His face is made for television: it’s delicate-boned, and he keeps his head still, to let the audience connect with his eyes—dark, pinpoint-steady and often enigmatic above a pouty-serious mouth. His forehead, fine-skinned and mobile as a child’s, registers every wrinkle of emotion like wind blowing over water. And while his characters can be hard to like—Sexby in the over-ripe civil war drama “The Devil’s Whore” was brutal—they’re marked by a kind of pity, as if snared by their own humanity.

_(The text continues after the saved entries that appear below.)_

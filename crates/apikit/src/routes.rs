//! Static routing table mapping resource types to API mount points.
//!
//! Plain Foreman resources live under `/api`; Katello resources under
//! `/katello/api` (sometimes with a different path segment); foreman_tasks
//! under its own plugin mount. Nested resources such as parameters are
//! routed under their parent via [`Scope::route_parent`].

use crate::client::Scope;

pub(crate) struct Route<'a> {
    pub prefix: &'static str,
    pub segment: &'a str,
}

pub(crate) fn route_for(resource: &str) -> Route<'_> {
    match resource {
        "content_views" | "content_view_versions" | "content_view_filters" | "products"
        | "repositories" | "activation_keys" | "host_collections" | "sync_plans"
        | "content_credentials" | "subscriptions" => Route {
            prefix: "/katello/api",
            segment: resource,
        },
        "lifecycle_environments" => Route {
            prefix: "/katello/api",
            segment: "environments",
        },
        "foreman_tasks" => Route {
            prefix: "/foreman_tasks/api",
            segment: "tasks",
        },
        _ => Route {
            prefix: "/api",
            segment: resource,
        },
    }
}

pub(crate) fn collection_path(resource: &str, scope: &Scope) -> String {
    let route = route_for(resource);
    match scope.route_parent() {
        Some((parent, id)) => {
            let parent_route = route_for(parent);
            format!(
                "{}/{}/{id}/{}",
                parent_route.prefix, parent_route.segment, route.segment
            )
        }
        None => format!("{}/{}", route.prefix, route.segment),
    }
}

pub(crate) fn member_path(resource: &str, id: &str, scope: &Scope) -> String {
    format!("{}/{id}", collection_path(resource, scope))
}

pub(crate) fn action_path(resource: &str, id: &str, action: &str) -> String {
    let route = route_for(resource);
    format!("{}/{}/{id}/{action}", route.prefix, route.segment)
}
//! # Reconcile
//!
//! Declarative convergence of Foreman/Katello entities.
//!
//! A command states what an entity should look like; this crate looks
//! up what the server actually has, computes the minimal set of writes
//! that closes the gap, and performs them. Running the same desired
//! state twice changes nothing the second time, and check mode reports
//! the same changes without writing at all.
//!
//! ## Core Concepts
//!
//! - **EntitySpec**: Field rules of one entity type (kinds, aliases,
//!   defaults, wire names, references)
//! - **Resolver**: Turns natural keys like names and titles into
//!   server records
//! - **Reconciler**: Creates, updates or deletes one entity, recording
//!   diffs and honoring check mode
//! - **Engine**: Drives a full run for an [`EntityPlan`]: validate,
//!   resolve, look up, converge, report
//!
//! ## Example
//!
//! ```
//! use apikit::MockClient;
//! use reconcile::{Engine, EntityPlan, EntitySpec, Field, State};
//! use serde_json::{json, Map, Value};
//!
//! let spec = EntitySpec::builder()
//!     .field("name", Field::string().required())
//!     .field("description", Field::string())
//!     .build();
//! let plan = EntityPlan::new("organizations", spec);
//!
//! let client = MockClient::new();
//! let engine = Engine::new(&client);
//! let params: Map<String, Value> =
//!     json!({"name": "ACME", "description": "umbrella org"})
//!         .as_object()
//!         .cloned()
//!         .unwrap();
//!
//! let report = engine.run(&plan, params, State::Present)?;
//! assert!(report.changed);
//! # Ok::<(), reconcile::Error>(())
//! ```

pub mod diff;
pub mod engine;
pub mod ensure;
pub mod error;
pub mod params;
pub mod resolver;
pub mod spec;
pub mod titles;
pub mod types;

// Re-export main types at crate root
pub use engine::{Engine, EntityPlan};
pub use ensure::Reconciler;
pub use error::{Error, Result};
pub use resolver::{Detail, Resolver};
pub use spec::{DesiredState, EntityRef, EntitySpec, Field, FieldKind, FieldSpec};
pub use types::{DiffEntry, Outcome, RunReport, State};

Now 39, he is doing more theatre. Last year’s “Elling”—a black comedy about mental illness, no less—won him an Olivier nomination; now he’s in a revival of “Speaking in Tongues” (pictured), Andrew Bovell’s thought-provoking thriller from 2000. Simm is joined by Kerry Fox, Ian Hart and Lucy Cohu, so it’s a chance to see a lot of screen talent step outside the box.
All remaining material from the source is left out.